Nichtsdestotrotz könnten die Fragen nach der Erschwinglichkeit und der Versorgung in den kommenden energiepolitischen Debatten eine wichtige Rolle spielen. Der Konflikt und die sich daraus ergebenden Sanktionen dürften die ohnehin schon hohen Energiekosten für private und gewerbliche Verbraucher weiter in die Höhe treiben. Die Umsetzung der von Deutschland vorgeschlagenen neuen Strategie für erneuerbare Energien wird ebenfalls beträchtliche Vorabinvestitionen erfordern, und diese Kosten werden zusammen mit der erwarteten Erhöhung der Energiepreise die Debatte über eine gerechte Energiewende wieder anheizen. Wie diese Kosten finanziert werden sollen, ist bislang unklar. Der versprochene Sonderfonds für die Bundeswehr und die derzeitige Zusage der Regierung, keine Steuern zu erhöhen, werden ebenfalls zu einer schwierigen Debatte im Parlament führen.

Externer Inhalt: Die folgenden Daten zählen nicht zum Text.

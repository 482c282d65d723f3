use chrono::{DateTime, Utc};

/// 时间来源
///
/// 所有与截止时间相关的判断都从这里读取当前时间。
pub trait Clock: Send + Sync {
    fn now(&self) -> DateTime<Utc>;
}

/// 系统时间
#[derive(Debug, Clone, Copy, Default)]
pub struct SystemClock;

impl Clock for SystemClock {
    fn now(&self) -> DateTime<Utc> {
        // 存储精度为秒
        DateTime::<Utc>::from_timestamp(Utc::now().timestamp(), 0).unwrap_or_else(Utc::now)
    }
}

/// 两个时间点之间相差的小时数，不截断
pub fn hours_between(from: DateTime<Utc>, to: DateTime<Utc>) -> f64 {
    (to - from).num_milliseconds() as f64 / 3_600_000.0
}

#[cfg(test)]
mod tests {
    use super::*;

    #[test]
    fn test_hours_between() {
        let due = DateTime::<Utc>::from_timestamp(1_700_000_000, 0).unwrap();
        assert_eq!(hours_between(due, due), 0.0);
        assert_eq!(hours_between(due, due + chrono::Duration::minutes(90)), 1.5);
        assert!(hours_between(due, due + chrono::Duration::seconds(1)) > 0.0);
        assert!(hours_between(due, due - chrono::Duration::hours(2)) < 0.0);
    }

    #[test]
    fn test_system_clock_has_second_precision() {
        assert_eq!(SystemClock.now().timestamp_subsec_nanos(), 0);
    }
}
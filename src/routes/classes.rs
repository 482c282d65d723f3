use actix_web::{HttpRequest, HttpResponse, web};

use crate::errors::GradebookError;
use crate::middlewares::{self, RequireJWT};
use crate::models::assignments::{AssignmentListResponse, ListAssignmentsQuery};
use crate::models::common::ApiResponse;
use crate::services::{AssignmentService, GradeService};

// 列出班级作业
pub async fn list_class_assignments(
    req: HttpRequest,
    service: web::Data<AssignmentService>,
    path: web::Path<i64>,
    query: web::Query<ListAssignmentsQuery>,
) -> Result<HttpResponse, GradebookError> {
    let actor = RequireJWT::actor(&req)?;
    let items = service
        .list_class_assignments(&actor, path.into_inner(), query.include_inactive)
        .await?;
    Ok(HttpResponse::Ok().json(ApiResponse::success(
        AssignmentListResponse { items },
        "获取成功",
    )))
}

// 学生在班级内的加权总评
pub async fn get_student_summary(
    req: HttpRequest,
    service: web::Data<GradeService>,
    path: web::Path<(i64, i64)>,
) -> Result<HttpResponse, GradebookError> {
    let actor = RequireJWT::actor(&req)?;
    let (class_id, student_id) = path.into_inner();
    let summary = service
        .student_summary(&actor, class_id, student_id)
        .await?;
    Ok(HttpResponse::Ok().json(ApiResponse::success(summary, "获取成功")))
}

// 配置路由
pub fn configure_classes_routes(cfg: &mut web::ServiceConfig) {
    cfg.service(
        web::scope("/api/v1/classes")
            .wrap(middlewares::RequireJWT)
            .service(
                web::resource("/{class_id}/assignments")
                    .route(web::get().to(list_class_assignments)),
            )
            .service(
                web::resource("/{class_id}/students/{student_id}/summary")
                    .route(web::get().to(get_student_summary)),
            ),
    );
}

Gleichzeitig bleibt die Unverzichtbarkeit von Kohlenwasserstoffimporten insbesondere für den Verkehrs- und Wärmesektor unverändert bestehen. Die Rolle von Erdgas in der Energiewende wird wahrscheinlich nur wenige Wochen nach der Erklärung der EU, dass Erdgas ein Brückenkraftstoff für die Energiewende ist, erneut diskutiert werden. Die Quelle und die Route, über die Erdgas importiert wird, werden im Mittelpunkt jeder neuen Debatte stehen, wobei die Vermeidung russischer Quellen und von Routen durch potenziell instabile Länder notwendig ist, um die Energiesicherheit zu erhöhen. Mehrere regionale Staaten haben bereits Schritte in diese Richtung unternommen: Polen und Litauen verfügen über relativ umfangreiche LNG-Verarbeitungs- und -Speicheranlagen, während die baldige Eröffnung der Gasverbindungsleitung zwischen Polen und Litauen im Laufe dieses Jahres die drei baltischen Staaten und Finnland zum ersten Mal in das EU-Gasnetz einbinden und von der alleinigen Abhängigkeit von russischem Gas befreien wird. Die Rolle von Erdgas im Wärmesektor zu überdenken, ist eine weitere wahrscheinliche Überlegung für die politischen Entscheidungsträger;  in den letzten Jahren gab es bereits vermehrt Tendenzen, sich für die direkte Elektrifizierung dieses Sektors einzusetzen.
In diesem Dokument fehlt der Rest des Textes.